### SOURCE MATERIAL

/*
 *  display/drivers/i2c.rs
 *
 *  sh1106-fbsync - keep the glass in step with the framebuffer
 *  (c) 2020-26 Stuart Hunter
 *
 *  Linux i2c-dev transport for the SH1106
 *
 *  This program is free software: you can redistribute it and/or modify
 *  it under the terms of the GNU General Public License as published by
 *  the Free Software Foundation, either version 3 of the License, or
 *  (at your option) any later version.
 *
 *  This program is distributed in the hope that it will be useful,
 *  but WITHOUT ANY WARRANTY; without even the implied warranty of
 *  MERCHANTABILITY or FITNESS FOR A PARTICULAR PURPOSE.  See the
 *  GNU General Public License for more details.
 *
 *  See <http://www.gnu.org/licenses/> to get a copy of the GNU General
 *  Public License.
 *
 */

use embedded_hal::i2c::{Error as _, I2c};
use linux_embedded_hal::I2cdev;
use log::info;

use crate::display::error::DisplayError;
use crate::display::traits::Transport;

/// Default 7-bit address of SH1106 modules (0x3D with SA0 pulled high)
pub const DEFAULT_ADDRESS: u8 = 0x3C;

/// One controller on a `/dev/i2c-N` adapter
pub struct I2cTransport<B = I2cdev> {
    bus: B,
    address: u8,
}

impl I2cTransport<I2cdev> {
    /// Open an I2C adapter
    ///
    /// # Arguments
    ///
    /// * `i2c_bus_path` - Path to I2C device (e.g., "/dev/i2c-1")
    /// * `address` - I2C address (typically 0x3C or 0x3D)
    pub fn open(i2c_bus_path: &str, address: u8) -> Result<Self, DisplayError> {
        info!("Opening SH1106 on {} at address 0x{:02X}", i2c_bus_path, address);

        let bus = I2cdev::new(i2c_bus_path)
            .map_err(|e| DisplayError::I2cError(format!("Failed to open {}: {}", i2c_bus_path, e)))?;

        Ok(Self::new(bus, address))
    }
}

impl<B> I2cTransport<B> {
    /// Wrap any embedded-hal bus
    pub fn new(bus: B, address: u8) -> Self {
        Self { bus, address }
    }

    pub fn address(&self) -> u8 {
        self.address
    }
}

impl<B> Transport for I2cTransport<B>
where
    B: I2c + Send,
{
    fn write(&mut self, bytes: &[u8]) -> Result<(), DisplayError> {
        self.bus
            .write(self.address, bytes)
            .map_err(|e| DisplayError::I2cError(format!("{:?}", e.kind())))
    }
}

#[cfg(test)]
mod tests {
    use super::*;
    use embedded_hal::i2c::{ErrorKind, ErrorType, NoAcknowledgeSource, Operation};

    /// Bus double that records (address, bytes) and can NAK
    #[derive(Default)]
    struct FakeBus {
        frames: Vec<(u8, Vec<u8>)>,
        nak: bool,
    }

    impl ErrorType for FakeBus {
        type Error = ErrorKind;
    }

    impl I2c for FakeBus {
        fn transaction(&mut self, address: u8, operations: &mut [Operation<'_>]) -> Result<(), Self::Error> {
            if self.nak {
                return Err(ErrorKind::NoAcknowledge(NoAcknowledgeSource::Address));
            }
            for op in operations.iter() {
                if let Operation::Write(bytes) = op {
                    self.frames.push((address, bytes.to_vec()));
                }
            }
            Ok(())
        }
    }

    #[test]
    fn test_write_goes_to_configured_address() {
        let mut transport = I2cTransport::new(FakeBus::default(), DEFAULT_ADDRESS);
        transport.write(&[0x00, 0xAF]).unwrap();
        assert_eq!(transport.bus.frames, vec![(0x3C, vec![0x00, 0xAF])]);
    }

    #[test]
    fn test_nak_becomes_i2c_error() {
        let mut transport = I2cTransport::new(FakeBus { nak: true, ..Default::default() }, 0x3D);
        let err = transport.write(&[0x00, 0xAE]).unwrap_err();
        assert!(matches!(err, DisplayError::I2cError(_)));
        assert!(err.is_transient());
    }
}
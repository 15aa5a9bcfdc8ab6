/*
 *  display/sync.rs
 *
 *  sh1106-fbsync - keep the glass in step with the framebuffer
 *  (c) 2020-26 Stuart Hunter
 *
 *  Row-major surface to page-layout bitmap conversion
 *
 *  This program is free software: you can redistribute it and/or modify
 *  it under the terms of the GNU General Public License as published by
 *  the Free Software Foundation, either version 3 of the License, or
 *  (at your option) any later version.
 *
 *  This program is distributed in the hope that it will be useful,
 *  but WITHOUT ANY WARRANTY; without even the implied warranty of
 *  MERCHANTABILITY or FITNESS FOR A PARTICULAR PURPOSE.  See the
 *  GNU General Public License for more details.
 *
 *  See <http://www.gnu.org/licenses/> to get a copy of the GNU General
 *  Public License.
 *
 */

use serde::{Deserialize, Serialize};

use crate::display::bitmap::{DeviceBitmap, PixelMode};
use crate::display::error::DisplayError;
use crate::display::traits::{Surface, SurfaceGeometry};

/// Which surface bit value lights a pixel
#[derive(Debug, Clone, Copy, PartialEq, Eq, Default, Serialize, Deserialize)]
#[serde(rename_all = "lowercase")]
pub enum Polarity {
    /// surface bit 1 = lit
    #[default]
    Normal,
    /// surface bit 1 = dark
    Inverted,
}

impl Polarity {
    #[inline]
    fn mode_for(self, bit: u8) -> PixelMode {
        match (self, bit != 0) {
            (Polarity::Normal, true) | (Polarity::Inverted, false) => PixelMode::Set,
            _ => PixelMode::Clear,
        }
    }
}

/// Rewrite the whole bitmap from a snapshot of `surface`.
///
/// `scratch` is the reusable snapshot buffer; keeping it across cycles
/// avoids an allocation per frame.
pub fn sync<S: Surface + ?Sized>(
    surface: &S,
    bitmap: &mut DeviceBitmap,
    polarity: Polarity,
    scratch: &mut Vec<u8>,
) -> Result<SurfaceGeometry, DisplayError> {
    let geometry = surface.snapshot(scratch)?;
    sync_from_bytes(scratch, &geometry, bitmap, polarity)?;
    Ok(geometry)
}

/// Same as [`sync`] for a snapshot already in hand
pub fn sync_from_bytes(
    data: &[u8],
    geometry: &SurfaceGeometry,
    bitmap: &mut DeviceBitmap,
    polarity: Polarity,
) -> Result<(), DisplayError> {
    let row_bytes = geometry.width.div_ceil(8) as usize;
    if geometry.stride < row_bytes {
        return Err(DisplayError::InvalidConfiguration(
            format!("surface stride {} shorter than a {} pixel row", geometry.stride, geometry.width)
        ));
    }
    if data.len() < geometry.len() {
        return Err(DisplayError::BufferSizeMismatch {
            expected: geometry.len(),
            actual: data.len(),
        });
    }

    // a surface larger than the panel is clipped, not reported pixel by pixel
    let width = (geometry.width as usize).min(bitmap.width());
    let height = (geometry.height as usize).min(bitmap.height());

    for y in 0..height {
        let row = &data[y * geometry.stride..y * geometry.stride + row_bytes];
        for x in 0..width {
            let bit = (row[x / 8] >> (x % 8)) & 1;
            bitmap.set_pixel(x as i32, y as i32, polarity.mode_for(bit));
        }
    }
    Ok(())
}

### YOUR ASSIGNMENT
Copy all lines from the material that hold "height".

### EXERCISE OUTPUT
    let height = (geometry.height as usize).min(bitmap.height());
    for y in 0..height {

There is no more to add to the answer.